▶ **EXERCISE AIM**
Where does the word "AppError" show up in the records? Copy every line that holds it.

▶ **DATA SECTION**
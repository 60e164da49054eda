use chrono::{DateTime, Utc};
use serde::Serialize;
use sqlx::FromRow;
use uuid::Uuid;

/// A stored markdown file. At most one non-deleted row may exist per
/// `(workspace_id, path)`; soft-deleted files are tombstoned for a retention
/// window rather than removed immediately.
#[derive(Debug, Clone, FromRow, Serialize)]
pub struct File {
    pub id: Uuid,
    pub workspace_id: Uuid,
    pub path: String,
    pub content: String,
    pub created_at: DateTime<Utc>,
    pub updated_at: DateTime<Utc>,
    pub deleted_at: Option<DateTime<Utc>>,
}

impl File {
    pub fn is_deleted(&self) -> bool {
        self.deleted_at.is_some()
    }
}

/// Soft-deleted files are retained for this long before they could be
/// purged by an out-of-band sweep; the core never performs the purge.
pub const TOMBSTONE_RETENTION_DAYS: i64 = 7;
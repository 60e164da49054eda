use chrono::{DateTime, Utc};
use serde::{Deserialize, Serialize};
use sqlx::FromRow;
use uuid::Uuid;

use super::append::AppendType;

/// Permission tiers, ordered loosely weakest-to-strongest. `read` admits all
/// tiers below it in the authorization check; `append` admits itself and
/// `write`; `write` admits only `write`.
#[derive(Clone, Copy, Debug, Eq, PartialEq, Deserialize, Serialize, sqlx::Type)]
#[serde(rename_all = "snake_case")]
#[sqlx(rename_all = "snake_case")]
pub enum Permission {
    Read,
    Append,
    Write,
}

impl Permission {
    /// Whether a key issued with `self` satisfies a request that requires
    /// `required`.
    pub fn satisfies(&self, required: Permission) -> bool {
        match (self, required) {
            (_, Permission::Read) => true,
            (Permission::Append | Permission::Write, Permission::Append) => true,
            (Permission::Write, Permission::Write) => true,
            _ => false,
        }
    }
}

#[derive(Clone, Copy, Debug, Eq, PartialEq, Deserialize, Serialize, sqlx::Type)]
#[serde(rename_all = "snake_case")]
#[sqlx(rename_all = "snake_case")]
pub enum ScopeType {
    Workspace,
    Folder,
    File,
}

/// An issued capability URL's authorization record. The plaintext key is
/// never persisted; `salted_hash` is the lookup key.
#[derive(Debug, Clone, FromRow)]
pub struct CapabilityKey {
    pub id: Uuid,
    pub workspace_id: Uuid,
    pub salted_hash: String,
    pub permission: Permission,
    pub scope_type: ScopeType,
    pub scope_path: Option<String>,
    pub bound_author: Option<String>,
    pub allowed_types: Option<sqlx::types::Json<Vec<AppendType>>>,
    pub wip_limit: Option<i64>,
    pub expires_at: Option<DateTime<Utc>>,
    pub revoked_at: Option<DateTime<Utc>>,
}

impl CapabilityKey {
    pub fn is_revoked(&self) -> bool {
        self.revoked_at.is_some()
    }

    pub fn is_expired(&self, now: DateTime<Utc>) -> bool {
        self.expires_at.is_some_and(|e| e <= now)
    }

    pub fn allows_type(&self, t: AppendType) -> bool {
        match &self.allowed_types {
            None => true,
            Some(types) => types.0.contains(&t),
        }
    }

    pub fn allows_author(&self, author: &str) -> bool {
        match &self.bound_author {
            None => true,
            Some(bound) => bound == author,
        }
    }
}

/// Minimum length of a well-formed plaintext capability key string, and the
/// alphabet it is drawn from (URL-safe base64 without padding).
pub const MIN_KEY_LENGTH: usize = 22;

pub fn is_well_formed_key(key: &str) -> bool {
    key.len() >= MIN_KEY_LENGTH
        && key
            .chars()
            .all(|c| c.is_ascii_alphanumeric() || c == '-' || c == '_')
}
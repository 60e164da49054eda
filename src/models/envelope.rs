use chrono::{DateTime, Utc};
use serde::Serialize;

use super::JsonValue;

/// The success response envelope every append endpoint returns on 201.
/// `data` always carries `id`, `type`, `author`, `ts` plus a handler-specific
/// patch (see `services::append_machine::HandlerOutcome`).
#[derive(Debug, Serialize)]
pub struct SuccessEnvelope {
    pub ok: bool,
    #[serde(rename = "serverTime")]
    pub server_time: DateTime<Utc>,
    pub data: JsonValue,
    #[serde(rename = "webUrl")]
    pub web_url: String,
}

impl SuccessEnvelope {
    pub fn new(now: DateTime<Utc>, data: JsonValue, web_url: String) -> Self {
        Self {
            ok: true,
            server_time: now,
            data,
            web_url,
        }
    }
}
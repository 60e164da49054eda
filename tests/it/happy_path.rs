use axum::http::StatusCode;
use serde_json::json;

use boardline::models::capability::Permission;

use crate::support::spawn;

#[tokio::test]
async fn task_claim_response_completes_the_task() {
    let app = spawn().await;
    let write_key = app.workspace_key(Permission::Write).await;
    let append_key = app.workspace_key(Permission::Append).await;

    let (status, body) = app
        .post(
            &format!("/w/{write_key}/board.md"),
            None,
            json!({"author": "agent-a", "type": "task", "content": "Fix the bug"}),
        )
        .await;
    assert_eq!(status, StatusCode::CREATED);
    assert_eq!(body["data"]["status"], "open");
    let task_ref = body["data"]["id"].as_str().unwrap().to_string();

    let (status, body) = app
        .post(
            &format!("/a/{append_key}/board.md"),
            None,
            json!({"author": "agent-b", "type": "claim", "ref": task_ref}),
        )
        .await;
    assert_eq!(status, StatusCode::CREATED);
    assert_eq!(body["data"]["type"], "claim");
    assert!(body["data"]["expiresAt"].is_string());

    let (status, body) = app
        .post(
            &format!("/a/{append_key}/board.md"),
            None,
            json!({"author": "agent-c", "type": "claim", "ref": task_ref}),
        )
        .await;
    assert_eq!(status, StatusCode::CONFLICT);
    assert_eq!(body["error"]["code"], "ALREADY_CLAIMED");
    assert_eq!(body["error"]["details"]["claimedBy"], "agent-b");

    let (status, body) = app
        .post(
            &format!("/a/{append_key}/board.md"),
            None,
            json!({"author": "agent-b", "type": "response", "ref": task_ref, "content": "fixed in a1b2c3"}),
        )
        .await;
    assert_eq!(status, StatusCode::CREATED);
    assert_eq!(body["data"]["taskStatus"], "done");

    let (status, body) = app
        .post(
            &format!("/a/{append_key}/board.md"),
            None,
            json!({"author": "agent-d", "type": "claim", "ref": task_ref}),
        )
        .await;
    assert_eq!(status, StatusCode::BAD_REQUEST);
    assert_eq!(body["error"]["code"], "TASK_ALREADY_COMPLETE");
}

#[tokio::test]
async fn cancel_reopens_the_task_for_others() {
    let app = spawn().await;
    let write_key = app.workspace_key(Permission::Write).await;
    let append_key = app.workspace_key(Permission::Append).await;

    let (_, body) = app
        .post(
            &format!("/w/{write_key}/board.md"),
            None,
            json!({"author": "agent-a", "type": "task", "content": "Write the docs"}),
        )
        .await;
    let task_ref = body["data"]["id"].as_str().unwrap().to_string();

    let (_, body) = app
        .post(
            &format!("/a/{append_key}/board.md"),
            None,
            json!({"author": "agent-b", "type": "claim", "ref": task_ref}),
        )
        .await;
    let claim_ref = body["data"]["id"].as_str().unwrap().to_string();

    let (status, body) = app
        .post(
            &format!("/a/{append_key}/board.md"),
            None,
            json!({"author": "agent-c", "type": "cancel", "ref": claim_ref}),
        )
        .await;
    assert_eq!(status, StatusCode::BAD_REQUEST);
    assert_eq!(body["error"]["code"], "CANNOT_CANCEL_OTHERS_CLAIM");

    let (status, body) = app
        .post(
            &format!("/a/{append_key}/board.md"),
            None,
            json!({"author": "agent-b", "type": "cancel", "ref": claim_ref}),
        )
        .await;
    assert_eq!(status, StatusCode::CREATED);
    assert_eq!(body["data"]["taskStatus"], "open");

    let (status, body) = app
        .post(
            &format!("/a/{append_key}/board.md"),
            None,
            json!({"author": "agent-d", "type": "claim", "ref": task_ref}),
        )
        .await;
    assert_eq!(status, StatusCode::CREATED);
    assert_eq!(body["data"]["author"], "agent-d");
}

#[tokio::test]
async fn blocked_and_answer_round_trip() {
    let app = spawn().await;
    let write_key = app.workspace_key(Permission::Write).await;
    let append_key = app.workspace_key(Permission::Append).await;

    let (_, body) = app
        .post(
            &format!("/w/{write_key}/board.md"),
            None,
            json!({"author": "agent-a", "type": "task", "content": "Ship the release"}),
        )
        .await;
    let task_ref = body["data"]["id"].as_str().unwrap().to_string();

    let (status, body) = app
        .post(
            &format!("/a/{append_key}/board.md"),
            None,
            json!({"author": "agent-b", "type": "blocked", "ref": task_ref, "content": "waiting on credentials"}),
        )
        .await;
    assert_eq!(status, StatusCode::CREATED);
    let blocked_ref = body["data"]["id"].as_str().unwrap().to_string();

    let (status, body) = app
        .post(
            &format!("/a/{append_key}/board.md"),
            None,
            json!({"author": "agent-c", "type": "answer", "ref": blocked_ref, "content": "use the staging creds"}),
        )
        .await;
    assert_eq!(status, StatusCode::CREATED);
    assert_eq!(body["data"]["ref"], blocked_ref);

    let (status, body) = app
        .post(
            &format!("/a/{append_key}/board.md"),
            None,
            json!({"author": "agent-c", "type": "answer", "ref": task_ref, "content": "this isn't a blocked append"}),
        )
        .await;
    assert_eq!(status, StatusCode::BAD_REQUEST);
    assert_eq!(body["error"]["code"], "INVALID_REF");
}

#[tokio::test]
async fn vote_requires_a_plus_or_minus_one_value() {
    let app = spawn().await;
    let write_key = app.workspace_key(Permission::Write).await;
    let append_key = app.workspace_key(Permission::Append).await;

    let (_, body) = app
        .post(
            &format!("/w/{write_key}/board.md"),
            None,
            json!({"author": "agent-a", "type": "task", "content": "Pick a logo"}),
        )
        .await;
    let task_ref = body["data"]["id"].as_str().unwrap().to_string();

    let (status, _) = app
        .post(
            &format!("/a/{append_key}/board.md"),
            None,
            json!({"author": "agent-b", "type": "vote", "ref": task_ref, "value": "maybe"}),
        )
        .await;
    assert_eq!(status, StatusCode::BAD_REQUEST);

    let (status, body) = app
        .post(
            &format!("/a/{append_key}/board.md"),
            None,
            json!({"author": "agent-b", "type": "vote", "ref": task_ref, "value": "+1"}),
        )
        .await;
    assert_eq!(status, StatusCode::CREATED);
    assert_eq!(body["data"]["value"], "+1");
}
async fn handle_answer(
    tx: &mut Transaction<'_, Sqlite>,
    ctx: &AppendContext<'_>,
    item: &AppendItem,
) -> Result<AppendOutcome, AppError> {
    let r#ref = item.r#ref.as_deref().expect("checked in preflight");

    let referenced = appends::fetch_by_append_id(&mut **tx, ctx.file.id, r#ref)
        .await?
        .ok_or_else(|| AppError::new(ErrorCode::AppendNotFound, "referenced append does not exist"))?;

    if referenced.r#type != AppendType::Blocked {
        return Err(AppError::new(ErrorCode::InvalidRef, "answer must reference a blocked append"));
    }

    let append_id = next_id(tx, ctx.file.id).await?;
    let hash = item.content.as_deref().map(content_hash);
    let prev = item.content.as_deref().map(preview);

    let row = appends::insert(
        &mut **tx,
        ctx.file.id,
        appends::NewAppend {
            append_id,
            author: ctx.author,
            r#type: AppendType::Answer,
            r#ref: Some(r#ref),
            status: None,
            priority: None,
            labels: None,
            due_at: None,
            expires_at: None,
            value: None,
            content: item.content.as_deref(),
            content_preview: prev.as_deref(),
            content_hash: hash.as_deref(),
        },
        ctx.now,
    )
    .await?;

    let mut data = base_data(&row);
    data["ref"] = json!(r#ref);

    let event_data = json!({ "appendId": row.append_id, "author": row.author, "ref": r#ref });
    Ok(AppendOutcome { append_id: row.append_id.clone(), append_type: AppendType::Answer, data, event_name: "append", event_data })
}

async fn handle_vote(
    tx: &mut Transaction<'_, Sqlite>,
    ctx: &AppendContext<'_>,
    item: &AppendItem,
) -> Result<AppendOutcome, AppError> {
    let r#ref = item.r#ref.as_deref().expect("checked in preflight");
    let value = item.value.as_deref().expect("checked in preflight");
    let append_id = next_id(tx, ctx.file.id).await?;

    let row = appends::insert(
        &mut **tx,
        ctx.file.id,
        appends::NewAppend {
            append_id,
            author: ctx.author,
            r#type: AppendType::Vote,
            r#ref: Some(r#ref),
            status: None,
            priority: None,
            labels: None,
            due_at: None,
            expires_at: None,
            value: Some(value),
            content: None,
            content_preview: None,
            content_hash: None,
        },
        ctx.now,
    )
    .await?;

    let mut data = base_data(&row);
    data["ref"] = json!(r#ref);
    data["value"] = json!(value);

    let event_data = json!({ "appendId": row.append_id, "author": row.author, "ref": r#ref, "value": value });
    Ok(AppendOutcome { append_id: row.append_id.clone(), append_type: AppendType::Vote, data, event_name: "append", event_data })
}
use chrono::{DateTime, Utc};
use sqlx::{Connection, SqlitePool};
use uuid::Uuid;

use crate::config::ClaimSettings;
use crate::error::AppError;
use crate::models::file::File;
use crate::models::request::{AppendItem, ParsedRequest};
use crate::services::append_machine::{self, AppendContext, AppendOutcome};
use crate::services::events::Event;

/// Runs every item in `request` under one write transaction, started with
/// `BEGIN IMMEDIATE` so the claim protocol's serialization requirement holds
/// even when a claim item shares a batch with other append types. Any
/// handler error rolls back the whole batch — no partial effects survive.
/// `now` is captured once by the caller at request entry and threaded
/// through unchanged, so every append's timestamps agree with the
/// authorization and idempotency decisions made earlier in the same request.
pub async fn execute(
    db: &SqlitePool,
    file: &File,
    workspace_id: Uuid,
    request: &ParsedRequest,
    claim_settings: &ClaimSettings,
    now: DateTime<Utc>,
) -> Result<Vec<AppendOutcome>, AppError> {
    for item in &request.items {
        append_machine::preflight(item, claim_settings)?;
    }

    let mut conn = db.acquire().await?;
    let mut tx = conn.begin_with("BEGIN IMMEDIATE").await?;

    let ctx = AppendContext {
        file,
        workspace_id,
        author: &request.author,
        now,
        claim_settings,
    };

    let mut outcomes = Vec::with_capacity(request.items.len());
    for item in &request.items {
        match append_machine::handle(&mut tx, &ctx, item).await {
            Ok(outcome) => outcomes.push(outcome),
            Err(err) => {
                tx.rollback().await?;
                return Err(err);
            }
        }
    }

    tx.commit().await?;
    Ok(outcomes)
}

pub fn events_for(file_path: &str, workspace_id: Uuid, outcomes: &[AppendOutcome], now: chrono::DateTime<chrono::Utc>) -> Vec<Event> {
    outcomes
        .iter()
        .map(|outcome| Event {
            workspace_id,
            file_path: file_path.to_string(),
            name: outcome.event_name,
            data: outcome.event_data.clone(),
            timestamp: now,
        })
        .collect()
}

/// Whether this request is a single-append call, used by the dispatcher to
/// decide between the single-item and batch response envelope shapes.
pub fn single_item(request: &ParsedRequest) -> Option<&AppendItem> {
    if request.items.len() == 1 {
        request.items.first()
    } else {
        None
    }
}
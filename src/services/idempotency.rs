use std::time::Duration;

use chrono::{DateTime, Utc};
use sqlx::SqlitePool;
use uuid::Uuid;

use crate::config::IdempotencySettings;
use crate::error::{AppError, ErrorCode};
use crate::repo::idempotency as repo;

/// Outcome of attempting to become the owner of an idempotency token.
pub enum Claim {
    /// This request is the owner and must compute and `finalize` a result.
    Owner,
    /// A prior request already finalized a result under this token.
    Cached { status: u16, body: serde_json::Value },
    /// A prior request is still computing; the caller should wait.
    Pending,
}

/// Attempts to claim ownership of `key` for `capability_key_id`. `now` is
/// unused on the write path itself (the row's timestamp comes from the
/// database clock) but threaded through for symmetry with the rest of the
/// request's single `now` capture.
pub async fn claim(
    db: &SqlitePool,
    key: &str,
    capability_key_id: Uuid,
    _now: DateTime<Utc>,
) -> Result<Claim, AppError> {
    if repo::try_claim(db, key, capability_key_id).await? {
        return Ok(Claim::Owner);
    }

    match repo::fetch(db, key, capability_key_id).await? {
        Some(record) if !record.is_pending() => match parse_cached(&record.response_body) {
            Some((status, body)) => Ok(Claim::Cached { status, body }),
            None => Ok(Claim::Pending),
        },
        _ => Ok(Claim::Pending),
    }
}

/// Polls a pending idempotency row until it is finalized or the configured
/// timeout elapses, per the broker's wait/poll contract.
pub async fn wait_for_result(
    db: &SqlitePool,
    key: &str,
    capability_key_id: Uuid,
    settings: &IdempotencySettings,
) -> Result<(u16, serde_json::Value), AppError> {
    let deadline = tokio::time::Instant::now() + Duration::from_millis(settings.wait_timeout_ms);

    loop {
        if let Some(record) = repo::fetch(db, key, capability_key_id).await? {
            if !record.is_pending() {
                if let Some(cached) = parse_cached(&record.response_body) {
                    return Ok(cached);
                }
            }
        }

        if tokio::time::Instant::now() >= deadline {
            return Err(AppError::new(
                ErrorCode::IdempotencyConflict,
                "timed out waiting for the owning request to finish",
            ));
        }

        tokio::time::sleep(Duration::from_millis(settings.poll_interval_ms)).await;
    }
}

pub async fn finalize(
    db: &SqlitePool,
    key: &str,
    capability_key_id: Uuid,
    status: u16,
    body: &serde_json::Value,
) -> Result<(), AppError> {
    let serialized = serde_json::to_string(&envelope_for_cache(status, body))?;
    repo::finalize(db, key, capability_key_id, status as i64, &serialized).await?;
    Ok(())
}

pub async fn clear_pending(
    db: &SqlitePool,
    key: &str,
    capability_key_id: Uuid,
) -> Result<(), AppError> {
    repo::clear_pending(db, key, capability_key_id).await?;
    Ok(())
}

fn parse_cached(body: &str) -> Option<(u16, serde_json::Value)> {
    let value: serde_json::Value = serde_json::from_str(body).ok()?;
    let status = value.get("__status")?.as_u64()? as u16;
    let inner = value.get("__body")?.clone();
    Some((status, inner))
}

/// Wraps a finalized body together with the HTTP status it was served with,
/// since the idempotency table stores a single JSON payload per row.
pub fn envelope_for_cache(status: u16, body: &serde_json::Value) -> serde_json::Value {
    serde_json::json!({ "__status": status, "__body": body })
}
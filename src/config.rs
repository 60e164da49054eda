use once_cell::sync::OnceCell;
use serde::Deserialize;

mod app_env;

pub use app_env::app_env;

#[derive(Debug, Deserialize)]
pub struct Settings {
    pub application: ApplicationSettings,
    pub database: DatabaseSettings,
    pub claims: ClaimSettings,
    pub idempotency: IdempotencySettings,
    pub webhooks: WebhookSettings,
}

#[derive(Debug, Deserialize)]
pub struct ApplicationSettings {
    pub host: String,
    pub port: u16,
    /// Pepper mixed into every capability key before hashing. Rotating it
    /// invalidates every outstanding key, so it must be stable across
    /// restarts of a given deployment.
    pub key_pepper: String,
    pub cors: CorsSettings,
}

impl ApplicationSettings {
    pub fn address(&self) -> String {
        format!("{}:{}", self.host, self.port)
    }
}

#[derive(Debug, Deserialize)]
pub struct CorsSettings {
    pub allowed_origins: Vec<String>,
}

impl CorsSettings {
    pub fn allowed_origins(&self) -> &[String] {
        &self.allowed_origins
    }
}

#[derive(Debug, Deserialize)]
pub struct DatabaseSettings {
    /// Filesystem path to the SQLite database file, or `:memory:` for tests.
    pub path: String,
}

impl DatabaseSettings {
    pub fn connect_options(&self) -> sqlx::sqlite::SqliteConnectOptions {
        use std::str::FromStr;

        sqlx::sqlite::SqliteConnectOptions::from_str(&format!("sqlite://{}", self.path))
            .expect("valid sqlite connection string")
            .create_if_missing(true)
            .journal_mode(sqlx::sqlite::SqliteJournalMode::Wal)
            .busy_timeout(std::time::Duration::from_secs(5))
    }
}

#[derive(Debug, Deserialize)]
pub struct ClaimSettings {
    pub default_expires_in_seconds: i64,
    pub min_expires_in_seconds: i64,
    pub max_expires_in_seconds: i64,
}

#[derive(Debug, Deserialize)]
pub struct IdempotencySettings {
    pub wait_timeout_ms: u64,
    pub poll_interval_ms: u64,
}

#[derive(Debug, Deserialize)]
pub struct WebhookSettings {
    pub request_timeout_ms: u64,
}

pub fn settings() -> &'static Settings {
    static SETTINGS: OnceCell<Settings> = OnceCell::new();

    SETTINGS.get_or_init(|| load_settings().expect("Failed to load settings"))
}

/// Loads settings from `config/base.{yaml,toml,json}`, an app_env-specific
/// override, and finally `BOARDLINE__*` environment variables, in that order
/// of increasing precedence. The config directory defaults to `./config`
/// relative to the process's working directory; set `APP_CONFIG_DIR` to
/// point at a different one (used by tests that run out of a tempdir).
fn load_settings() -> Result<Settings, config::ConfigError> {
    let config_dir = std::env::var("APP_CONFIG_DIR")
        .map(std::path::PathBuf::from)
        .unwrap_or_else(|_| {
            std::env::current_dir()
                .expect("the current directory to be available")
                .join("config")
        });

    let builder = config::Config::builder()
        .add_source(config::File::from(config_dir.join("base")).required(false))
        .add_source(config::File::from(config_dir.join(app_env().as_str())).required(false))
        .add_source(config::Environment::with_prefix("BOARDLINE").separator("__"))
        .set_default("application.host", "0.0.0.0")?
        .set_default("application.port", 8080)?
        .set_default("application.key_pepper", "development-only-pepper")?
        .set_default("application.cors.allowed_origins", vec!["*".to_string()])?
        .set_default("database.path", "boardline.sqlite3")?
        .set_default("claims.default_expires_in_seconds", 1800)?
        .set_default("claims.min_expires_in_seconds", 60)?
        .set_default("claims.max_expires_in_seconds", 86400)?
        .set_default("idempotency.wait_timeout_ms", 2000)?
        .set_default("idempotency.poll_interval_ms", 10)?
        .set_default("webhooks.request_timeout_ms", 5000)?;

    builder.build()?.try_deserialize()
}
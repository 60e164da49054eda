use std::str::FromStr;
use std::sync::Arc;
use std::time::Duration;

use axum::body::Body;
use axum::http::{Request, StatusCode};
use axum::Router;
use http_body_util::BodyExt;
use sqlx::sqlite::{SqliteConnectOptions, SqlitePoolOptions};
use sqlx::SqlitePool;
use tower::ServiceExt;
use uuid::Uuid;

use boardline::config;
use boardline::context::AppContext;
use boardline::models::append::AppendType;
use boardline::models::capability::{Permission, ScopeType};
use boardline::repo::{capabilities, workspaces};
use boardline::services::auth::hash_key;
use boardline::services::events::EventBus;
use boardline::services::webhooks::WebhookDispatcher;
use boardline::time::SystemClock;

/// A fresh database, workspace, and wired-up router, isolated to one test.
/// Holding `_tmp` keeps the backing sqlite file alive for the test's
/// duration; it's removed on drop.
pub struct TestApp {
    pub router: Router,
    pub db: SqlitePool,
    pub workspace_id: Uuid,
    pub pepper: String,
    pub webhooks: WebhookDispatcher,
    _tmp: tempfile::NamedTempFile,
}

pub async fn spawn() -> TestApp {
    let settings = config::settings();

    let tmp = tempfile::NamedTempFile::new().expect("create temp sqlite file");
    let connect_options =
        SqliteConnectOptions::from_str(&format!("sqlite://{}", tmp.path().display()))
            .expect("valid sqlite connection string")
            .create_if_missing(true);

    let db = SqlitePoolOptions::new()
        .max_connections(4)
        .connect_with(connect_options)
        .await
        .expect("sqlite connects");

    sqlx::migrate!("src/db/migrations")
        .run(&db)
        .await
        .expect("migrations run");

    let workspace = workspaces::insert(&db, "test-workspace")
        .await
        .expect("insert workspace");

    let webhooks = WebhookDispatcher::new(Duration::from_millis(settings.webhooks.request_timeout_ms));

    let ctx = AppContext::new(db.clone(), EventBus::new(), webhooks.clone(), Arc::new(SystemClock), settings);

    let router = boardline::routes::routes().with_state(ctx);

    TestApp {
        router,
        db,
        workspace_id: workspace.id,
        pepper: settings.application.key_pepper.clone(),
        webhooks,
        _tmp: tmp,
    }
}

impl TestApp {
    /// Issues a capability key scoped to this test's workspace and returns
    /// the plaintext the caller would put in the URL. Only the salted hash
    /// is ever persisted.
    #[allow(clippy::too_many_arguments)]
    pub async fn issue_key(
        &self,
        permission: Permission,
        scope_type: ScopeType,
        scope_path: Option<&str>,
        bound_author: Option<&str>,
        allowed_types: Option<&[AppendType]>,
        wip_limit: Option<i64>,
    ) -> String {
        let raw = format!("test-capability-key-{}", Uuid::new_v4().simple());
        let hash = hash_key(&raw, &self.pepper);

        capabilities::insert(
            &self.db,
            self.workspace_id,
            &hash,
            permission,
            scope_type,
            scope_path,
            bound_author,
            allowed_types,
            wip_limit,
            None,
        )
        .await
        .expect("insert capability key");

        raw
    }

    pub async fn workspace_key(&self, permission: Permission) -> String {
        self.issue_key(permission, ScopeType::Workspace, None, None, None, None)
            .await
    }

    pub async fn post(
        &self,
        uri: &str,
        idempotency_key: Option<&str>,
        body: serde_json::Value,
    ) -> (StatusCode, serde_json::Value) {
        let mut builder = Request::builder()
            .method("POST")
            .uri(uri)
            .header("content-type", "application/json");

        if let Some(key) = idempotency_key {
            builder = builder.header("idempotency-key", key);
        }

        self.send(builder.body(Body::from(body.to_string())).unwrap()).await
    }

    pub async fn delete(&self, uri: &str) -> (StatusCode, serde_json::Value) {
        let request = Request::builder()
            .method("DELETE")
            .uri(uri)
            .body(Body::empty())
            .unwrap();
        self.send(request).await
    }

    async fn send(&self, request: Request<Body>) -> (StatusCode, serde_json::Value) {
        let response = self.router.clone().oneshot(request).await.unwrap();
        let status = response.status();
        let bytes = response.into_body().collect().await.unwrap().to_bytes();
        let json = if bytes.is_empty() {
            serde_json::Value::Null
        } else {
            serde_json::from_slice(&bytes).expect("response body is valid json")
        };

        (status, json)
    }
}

▶ **RESULT OF THE TASK**
) -> Result<AppendOutcome, AppError> {
        .ok_or_else(|| AppError::new(ErrorCode::AppendNotFound, "referenced append does not exist"))?;
        return Err(AppError::new(ErrorCode::InvalidRef, "answer must reference a blocked append"));
) -> Result<AppendOutcome, AppError> {
use crate::error::AppError;
) -> Result<Vec<AppendOutcome>, AppError> {
use crate::error::{AppError, ErrorCode};
) -> Result<Claim, AppError> {
) -> Result<(u16, serde_json::Value), AppError> {
            return Err(AppError::new(
) -> Result<(), AppError> {
) -> Result<(), AppError> {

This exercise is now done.